++++ DATA SECTION ++++
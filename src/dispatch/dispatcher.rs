//! Dispatcher facade: owns the tree, the pool and the global counters

use crate::dispatch::{DispatchHandle, Node};
use crate::infrastructure::config::DispatcherConfig;
use crate::infrastructure::logging::DispatchLogger;
use crate::infrastructure::metrics::{DispatchMetrics, MetricsSnapshot};
use crate::infrastructure::pool::WorkerPool;
use crate::{DispatchError, Result};
use std::sync::atomic::{AtomicUsize, Ordering};
use std::sync::Arc;
use std::time::{Duration, Instant};

/// Shared state behind every handle and in-flight item
pub(crate) struct DispatcherCore {
    label: String,
    root: Arc<Node>,
    pool: WorkerPool,
    /// Dispatched items not yet completed, soft-capped with a warning
    outstanding: AtomicUsize,
    soft_backlog_limit: usize,
    wait_poll: Duration,
    logger: Arc<dyn DispatchLogger>,
    metrics: DispatchMetrics,
}

impl DispatcherCore {
    #[inline]
    pub(crate) fn pool(&self) -> &WorkerPool {
        &self.pool
    }

    /// Count a new dispatch; crossing the soft limit logs a single warning
    /// per upward crossing but never blocks or rejects.
    pub(crate) fn inc_outstanding(&self) {
        let now = self.outstanding.fetch_add(1, Ordering::SeqCst) + 1;
        if now == self.soft_backlog_limit + 1 {
            self.logger
                .backlog_warning(&self.label, now, self.soft_backlog_limit);
        }
        self.metrics.record_dispatch(now);
    }

    pub(crate) fn dec_outstanding(&self) {
        let prev = self.outstanding.fetch_sub(1, Ordering::SeqCst);
        debug_assert!(prev > 0, "outstanding underflow");
        self.metrics.record_completion();
    }

    pub(crate) fn record_callback_panic(&self, detail: &str) {
        self.metrics.record_callback_panic();
        self.logger.callback_panic(&self.label, detail);
    }
}

/// Hierarchical key-sequenced callback dispatcher
///
/// Resolve a slash-delimited key once into a [`DispatchHandle`], then
/// dispatch callbacks through it. Callbacks run on a shared worker pool
/// under two guarantees: per-node own-level callbacks are serialized and
/// mutually exclusive with the node's entire descendant subtree, and
/// dispatches sharing a key prefix preserve arrival order at every shared
/// ancestor.
///
/// # Example
/// ```no_run
/// use keyseq::{Dispatcher, TracingLogger};
/// use std::sync::Arc;
/// use std::time::Duration;
///
/// let dispatcher = Dispatcher::new(Arc::new(TracingLogger), "pricing");
/// let handle = dispatcher.resolve("MarketData/AUD/Swap").unwrap();
/// handle.dispatch(|| println!("curve rebuilt"));
/// dispatcher.wait(Duration::from_secs(5));
/// ```
pub struct Dispatcher {
    core: Arc<DispatcherCore>,
}

impl Dispatcher {
    /// Create a dispatcher with default configuration
    ///
    /// The logger collaborator is required; it is invoked from arbitrary
    /// worker threads for callback panics and backlog warnings. The label
    /// appears in those log lines and in worker thread names.
    pub fn new(logger: Arc<dyn DispatchLogger>, label: impl Into<String>) -> Self {
        Self::with_config(logger, label, DispatcherConfig::default())
    }

    /// Create a dispatcher with explicit configuration
    pub fn with_config(
        logger: Arc<dyn DispatchLogger>,
        label: impl Into<String>,
        config: DispatcherConfig,
    ) -> Self {
        let label = label.into();
        let pool = WorkerPool::new(&label, config.effective_workers());
        Self {
            core: Arc::new(DispatcherCore {
                root: Node::root(),
                pool,
                outstanding: AtomicUsize::new(0),
                soft_backlog_limit: config.soft_backlog_limit,
                wait_poll: config.wait_poll_interval(),
                logger,
                metrics: DispatchMetrics::new(),
                label,
            }),
        }
    }

    /// Resolve a hierarchical key into a dispatch handle
    ///
    /// The key is split on `/`; the empty string denotes the root (depth 0).
    /// No escaping of `/` inside a segment is supported. Nodes along the
    /// path are created on first resolution and live for the dispatcher's
    /// lifetime.
    ///
    /// # Errors
    /// Returns [`DispatchError::InvalidKey`] for non-ASCII keys.
    pub fn resolve(&self, key: &str) -> Result<DispatchHandle> {
        if !key.is_ascii() {
            return Err(DispatchError::InvalidKey(format!(
                "key must be ASCII: {key:?}"
            )));
        }
        let path = if key.is_empty() {
            self.core.root.resolve_path(&[])
        } else {
            let segments: Vec<&str> = key.split('/').collect();
            self.core.root.resolve_path(&segments)
        };
        Ok(DispatchHandle::new(Arc::clone(&self.core), path))
    }

    /// Block until all outstanding items complete or the timeout elapses
    ///
    /// Coarse polling on the configured interval (default 50ms), intended
    /// for shutdown and drain, not low-latency signaling. Returns the
    /// remaining outstanding count (0 = fully drained). A zero timeout is a
    /// single probe of the counter.
    pub fn wait(&self, timeout: Duration) -> usize {
        let start = Instant::now();
        loop {
            let remaining = self.core.outstanding.load(Ordering::SeqCst);
            if remaining == 0 {
                return 0;
            }
            let elapsed = start.elapsed();
            if elapsed >= timeout {
                return remaining;
            }
            std::thread::sleep(self.core.wait_poll.min(timeout - elapsed));
        }
    }

    /// Currently outstanding (dispatched, not yet completed) items
    #[inline]
    pub fn outstanding(&self) -> usize {
        self.core.outstanding.load(Ordering::SeqCst)
    }

    /// Number of callbacks that panicked so far (diagnostic only)
    #[inline]
    pub fn panic_count(&self) -> u64 {
        self.core.metrics.callback_panics()
    }

    /// Point-in-time metrics snapshot
    pub fn metrics(&self) -> MetricsSnapshot {
        self.core.metrics.snapshot()
    }

    /// The logger collaborator supplied at construction
    pub fn logger(&self) -> &Arc<dyn DispatchLogger> {
        &self.core.logger
    }

    /// Debug label supplied at construction
    pub fn label(&self) -> &str {
        &self.core.label
    }
}


#[cfg(test)]
mod ordering_props {
    use super::*;
    use crate::test_utils::{drain, test_dispatcher};
    use parking_lot::Mutex;
    use proptest::prelude::*;

    /// Start/end events recorded by callbacks, item index + phase
    #[derive(Debug, Clone, Copy, PartialEq)]
    enum Phase {
        Start(usize),
        End(usize),
    }

    fn arb_key() -> impl Strategy<Value = String> {
        // Keys up to three levels deep over a two-segment alphabet
        proptest::collection::vec(prop_oneof![Just("a"), Just("b")], 0..=3)
            .prop_map(|segments| segments.join("/"))
    }

    fn lineage_related(a: &str, b: &str) -> bool {
        a.is_empty()
            || b.is_empty()
            || a == b
            || a.starts_with(&format!("{b}/"))
            || b.starts_with(&format!("{a}/"))
    }

    proptest! {
        #![proptest_config(ProptestConfig::with_cases(16))]

        // For lineage-related keys, an earlier dispatch fully completes
        // before a later one starts.
        #[test]
        fn prop_prefix_arrival_order_preserved(keys in proptest::collection::vec(arb_key(), 1..20)) {
            let (dispatcher, _) = test_dispatcher(4);
            let events: Arc<Mutex<Vec<Phase>>> = Arc::new(Mutex::new(Vec::new()));

            for (index, key) in keys.iter().enumerate() {
                let handle = dispatcher.resolve(key).unwrap();
                let events = Arc::clone(&events);
                handle.dispatch(move || {
                    events.lock().push(Phase::Start(index));
                    std::thread::sleep(Duration::from_millis(1));
                    events.lock().push(Phase::End(index));
                });
            }
            drain(&dispatcher);

            let log = events.lock();
            let position = |phase: Phase| log.iter().position(|e| *e == phase).unwrap();
            for i in 0..keys.len() {
                for j in (i + 1)..keys.len() {
                    if lineage_related(&keys[i], &keys[j]) {
                        prop_assert!(
                            position(Phase::End(i)) < position(Phase::Start(j)),
                            "item {} ({:?}) must fully precede item {} ({:?})",
                            i, keys[i], j, keys[j]
                        );
                    }
                }
            }
        }
    }
}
++++
§ **EXERCISE GOAL**:
Report all lines above with "construction".

§ **TASK RESPONSE**:
    /// The logger collaborator supplied at construction
    /// Debug label supplied at construction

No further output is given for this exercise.